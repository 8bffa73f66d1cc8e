//! Unification for guarded saturation.
//!
//! This crate provides:
//! - [`most_general_unifier`] - Atom unification that refuses to nest function terms
//! - [`variable_substitution`] - Positional unification of two atom lists
//! - [`UnificationIndex`] - Retrieval of rules holding potentially unifiable atoms
//! - [`PredicateUnificationIndex`] and [`PathIndex`] - The two index implementations

#![warn(missing_docs)]
#![warn(clippy::all)]
#![warn(clippy::pedantic)]

pub mod index;
pub mod mgu;
pub mod path;

pub use index::{PredicateUnificationIndex, UnificationIndex};
pub use mgu::{most_general_unifier, unify_terms, variable_substitution};
pub use path::PathIndex;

== == ==

WHAT THE TASK ASKS = If a line of the records contains the word "PredicateUnificationIndex", count it; give only the total.

SOLUTION TO THIS EXERCISE = 2